A Stone associate, talk show host Randy Credico, had announced in October he would take the Fifth Amendment rather than testify before the Senate Intelligence Committee about his possible role as an intermediary between Stone and Wikileaks founder Julian Assange.
But Stone insisted Sunday it was "absolutely correct" that he had never spoken with Assange, contacted WikiLeaks in any way, or communicated with Trump about WikiLeaks-related matters.
"There's no circumstance under which I would testify against the president, because I'd have to bear false witness against him," Stone told ABC "This Week" host George Stephanopoulos. "I'd have to make things up, and I'm not going to do that."
He added: "I've never done anything in politics that was outside the norms of my colleagues. ... And I've always made it clear that so-called dirty tricks come up to, but do not cross, the line into illegality."
Stone has said he believes Mueller is investigating whether he had advance knowledge of WikiLeaks releasing hacked emails of Democrats during the 2016 campaign.

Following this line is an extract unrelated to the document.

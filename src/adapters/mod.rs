//! Concrete adapter implementations for ports.

pub mod csv_adapter;
pub mod csv_report_adapter;
pub mod file_config_adapter;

On July 25, 2016, just three days after WikiLeaks released thousands of stolen emails from the Democratic National Committee, Stone says he received an email alerting him that WikiLeaks would release a similar email dump concerning Hillary Clinton and the Clinton Foundation.
In remarks not long after, on Aug. 6, Stone told an audience in Florida that “I actually have communicated with Assange. I believe the next tranche of his documents pertain to the Clinton Foundation, but there’s no telling what the October surprise may be." He later claimed to be embellishing.
On Sunday, Stone clarified to Stephanopoulos: "I had no contact with Assange. Assange himself had said 'while Roger Stone is a brilliant spin master, we've had no communication with him.'"
On Aug. 21, Stone tweeted, "Trust me, it will soon [be] the Podesta’s time in the barrel,” apparently referring to John Podesta, then Clinton's campaign chairman and a longtime Clinton associate.
Stone told Stephanopoulos he has not been contacted by Mueller's team about the remarks or any other topic -- which Stephanopoulos said suggests Stone might be a target of the investigation because federal investigators often talk to witnesses before targets.
But Stone was adamant that he has done nothing wrong.
"It suggests nothing at all. Again, where is the crime? I engaged in politics. ... My purpose was to take a tip which I thought to be solid, and then after that to follow the WikiLeaks Twitter feed and set a Google News alert for Julian Assange, and use Twitter to hype" the organization's disclosures when they were released.
Meanwhile, ex-Trump lawyer Michael Cohen made a surprise guilty plea last week concerning lying Congress about a Moscow real estate deal he'd pursued on Trump’s behalf during the heat of the 2016 campaign for the Republican presidential nomination.
In the plea on Thursday, Cohen said he lied to be consistent with Trump’s "political messaging." The agreement made clear that prosecutors believe Trump's former lawyer was continuing to pursue the Trump Tower Moscow project weeks after his boss had clinched the Republican nomination for president and well after the point that Cohen has publicly acknowledged.
On Monday, conservative author Jerome Corsi filed a “criminal and ethics complaint” against Mueller’s team, accusing investigators of trying to bully him into giving “false testimony" against Trump.
Mueller was expected to provide a major sentencing memorandum in the prosecution of Michael Flynn late Tuesday, which could shed light on the progress of his investigation and any information he has learned from the fired Trump national security adviser.